A couple of years ago, a team of security experts released a paper describing an attack that can break an IKEv1 Aggressive Mode Pre-Shared Key connection using an attack that would not equally have been possible with an IKEv1 Main Mode Pre-Shared Key connection, leading to the incorrect assumption that Aggressive Mode is inherently insecure. This claim, however, is not backed up by objective facts. What most people don't know, part of that attack was the ability to guess the Pre-Shared Key (PSK) using a brute force attack and such a brute force attack can only be successful if the PSK is weak. A PSK is also just a password and as with every password, choosing a weak password always leads to poor security. As long as your PSK is at least 14 characters long (the longer the better), consists out of lower case letters, upper case letters and digits, and was randomly generated, so it's impossible to somehow guess it, and as long as your Phase 1 hash algorithm is at least SHA1 (or better, we recommend SHA-256 if possible), there's absolutely no reason to consider IKEv1 Aggressive Mode with Pre-Shared Key as less secure than IKEv1 Main Mode with Pre-Shared Key. If you want to be even more secure, switch to certificate based authentication instead of PSK if possible as then the attack is not possible at all.
Technical background:
The Pre-Shared Key (PSK) is not a password used for encryption of any data, it's used for authentication, just when you log in to a website using a username and a password. During Phase 1, both sides must prove to each other to know the PSK. This cannot be done by just sending it to the other side, as if the other side didn't know it before, it will know it after receiving it. Instead both sides calculate a number (a hash digest) out of data they exchanged so far (data that will be different every time you start a new connection, which ensures the calculated value will be as well) and the PSK. Only this digest is send to other side. The other side can now verify that digest by performing the same calculations and comparing the result with the digest received. If both are equal, the sender must have used the same PSK in the calculation, which proves knowledge of the PSK. Then the receiver also calculates such a digest, using a slightly different formula as before, leading to an entirely different result, and sends it back in reply to also prove its knowledge.

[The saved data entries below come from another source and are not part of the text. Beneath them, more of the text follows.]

//! Compiled plan objects.

use std::sync::Arc;

use arrow::datatypes::SchemaRef;
use kvsql_result::Result;

use crate::context::ExecContext;

/// Top-level classification the core dispatches on.
#[derive(Debug, Clone, Copy, PartialEq, Eq)]
pub enum PlanKind {
    /// Produces a result set; scheduled as a bootstrap task.
    Query,
    /// Mutates data; scheduled as a write task.
    Write,
    /// Schema change; runs inline on the calling thread.
    Ddl,
    /// Nothing to execute (e.g. a bare comment).
    Empty,
}

/// The plan's mirror container: the metadata the core needs without looking
/// inside the plan body.
#[derive(Debug, Clone)]
pub struct PlanMirror {
    /// Record shape of the result set; absent for non-queries.
    pub result_shape: Option<SchemaRef>,
    /// Estimated work level; plans at or below the configured
    /// `lightweight_job_level` run inline under the hybrid scheduler.
    pub work_level: u32,
}

impl PlanMirror {
    pub fn non_query(work_level: u32) -> Self {
        Self {
            result_shape: None,
            work_level,
        }
    }

    pub fn query(result_shape: SchemaRef, work_level: u32) -> Self {
        Self {
            result_shape: Some(result_shape),
            work_level,
        }
    }
}

/// Executable payload of a plan. Implemented by the compiler; opaque to the
/// core.
pub trait PlanBody: Send + Sync {
    /// Execute against the request context. Query bodies write record
    /// batches to the context's channel; write/DDL bodies update the
    /// statistics slot.
    fn run(&self, ctx: &dyn ExecContext) -> Result<()>;

    /// JSON rendering for explain output.
    fn explain_json(&self) -> String;

    /// Downcast hook; a compiler's `bind` uses it to recover its own body
    /// type from a plan it produced earlier.
    fn as_any(&self) -> &dyn std::any::Any;
}

/// A compiled (or parameter-bound) plan.
#[derive(Clone)]
pub struct Plan {
    kind: PlanKind,
    mirror: PlanMirror,
    body: Arc<dyn PlanBody>,
}

impl Plan {
    pub fn new(kind: PlanKind, mirror: PlanMirror, body: Arc<dyn PlanBody>) -> Self {
        Self { kind, mirror, body }
    }

    pub fn kind(&self) -> PlanKind {
        self.kind
    }

    pub fn mirror(&self) -> &PlanMirror {
        &self.mirror
    }

    pub fn result_shape(&self) -> Option<SchemaRef> {
        self.mirror.result_shape.clone()
    }

    pub fn work_level(&self) -> u32 {
        self.mirror.work_level
    }

    pub fn body(&self) -> &Arc<dyn PlanBody> {
        &self.body
    }

    pub fn run(&self, ctx: &dyn ExecContext) -> Result<()> {
        self.body.run(ctx)
    }

    pub fn explain_json(&self) -> String {
        self.body.explain_json()
    }
}

impl std::fmt::Debug for Plan {
    fn fmt(&self, f: &mut std::fmt::Formatter<'_>) -> std::fmt::Result {
        f.debug_struct("Plan")
            .field("kind", &self.kind)
            .field("work_level", &self.mirror.work_level)
            .field(
                "result_columns",
                &self
                    .mirror
                    .result_shape
                    .as_ref()
                    .map(|s| s.fields().len())
                    .unwrap_or(0),
            )
            .finish()
    }
}
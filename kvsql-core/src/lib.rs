//! SQL execution core.
//!
//! This crate owns the four tightly coupled subsystems at the heart of
//! kvsql:
//!
//! 1. **The database object** ([`Database`]): lifecycle, metadata recovery,
//!    and the handle registries for prepared statements and transactions.
//! 2. **The statement and transaction pipelines**: prepare → resolve →
//!    execute-async over a per-request context, and transaction begin (with
//!    the LTX readiness wait), termination, and abort.
//! 3. **The commit protocol** ([`commit`]): a three-phase asynchronous commit
//!    decoupling pre-commit acknowledgement, durability acknowledgement, and
//!    client notification, with per-transaction profiling.
//! 4. **The batch loader** ([`load`]): a batch / file / block executor tree
//!    driving parameterized insertion from columnar files under bounded
//!    concurrency.
//!
//! External collaborators — the KV engine, the SQL compiler, the task
//! scheduler, and the columnar file reader — are consumed strictly through
//! the interfaces in `kvsql-kv`, `kvsql-plan` and `kvsql-sched`.
//!
//! External-log events (statement start/end, explain, transaction start/end)
//! are emitted as structured `tracing` events under the `kvsql::external`
//! target; the job id is the correlation id throughout.

pub mod catalog;
pub mod commit;
pub mod commit_stats;
pub mod config;
pub mod database;
pub mod durability;
pub mod handles;
pub mod load;
pub mod request;
pub mod statement;
pub mod transaction;

pub use config::DatabaseConfig;
pub use database::Database;
pub use handles::{SessionId, StatementHandle, SurrogateId, TransactionHandle};
pub use statement::{ExecutableStatement, PreparedStatement};
pub use transaction::{
    CommitOptions, CommitResponseKind, TransactionContext, TransactionOptions, TransactionState,
    TransactionType,
};

/// Target used for external-log events.
pub(crate) const EXTERNAL_LOG_TARGET: &str = "kvsql::external";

The differences between Main Mode and Aggressive Mode is simply that in Main Mode the digest is exchanged encrypted because the session key exchange already negotiated a session encryption key when the digest is exchanged, whereas in Aggressive Mode it is exchanged unencrypted as part of the key exchange that will lead to a session key. By snooping the connection establishment of an Aggressive Mode connection, the attackers were able to get the digest as well as all values required to calculate that digest, except for the PSK itself. Please note that this alone doesn't mean the connection is broken already, it only means that the attackers now have enough data to start guessing the PSK using a brute force or dictionary attack. Only if the PSK is too weak to withstand those attacks and the attackers are able to correctly guess it, the connection will be broken. That's why a good, secure PSK is essential.
The same attack is in fact also possible with a Main Mode PSK connection, it just requires some extra work. For a Main Mode connection it's not enough to just snoop the traffic, the attackers would need to perform a so called Man-in-the-Middle (MitM) attack, allowing them to capture and manipulate all traffic exchanged. By performing a MitM attack, attackers can break the key exchange and thus will be able to decrypt all the exchanged packets. Doing so will not make it possible to break into your VPN, they still need to know the PSK for that, otherwise they cannot successfully authenticate to the other side and then Phase 1 will never complete, but that way they can get all the information required to start guessing on the PSK, just as in case of a an Aggressive Mode connection. And if an attacker is already able to snoop on your VPN traffic (which is required to attack Aggressive Mode), it's very likely that attacker is equally possible to perform a MitM attack and in that case using Main Mode will not offer you any additional protection.
A PSK out of 11 random alphanumeric characters offers an entropy of approx. 64 bits, that's 2^64 possible values. Modern high end graphics adapter (as of 2015) can calculate in the order of 1 billion SHA-256 hashes a second. On average one has to try 50% of all possible values to find a match, wich would be about 292 years. Yet if the attackers have an array of 100 such graphics adapters, it would "only" be around 3 years. If the PSK is 14 characters, the entropy is about 80 bits and you are already at 19,154,798 years. Now even having 10,000 graphics adapters would help a lot. Also one must consider the costs of such an attack, which is not so much the cost of buying all these graphics adapters, rather their power consumption when all these graphics adapters run at maximum current 24 hours a day and that for years, decades, or even centuries. The power costs will be billions of dollar and all that to just break one single PSK connection in the entire world. And whenever you change the PSK, an attacker must start all over, so if you change the PSK regularly, let's say once a year, an attacker has at most one year to find it; that's very ambitious, even for a weak PSK.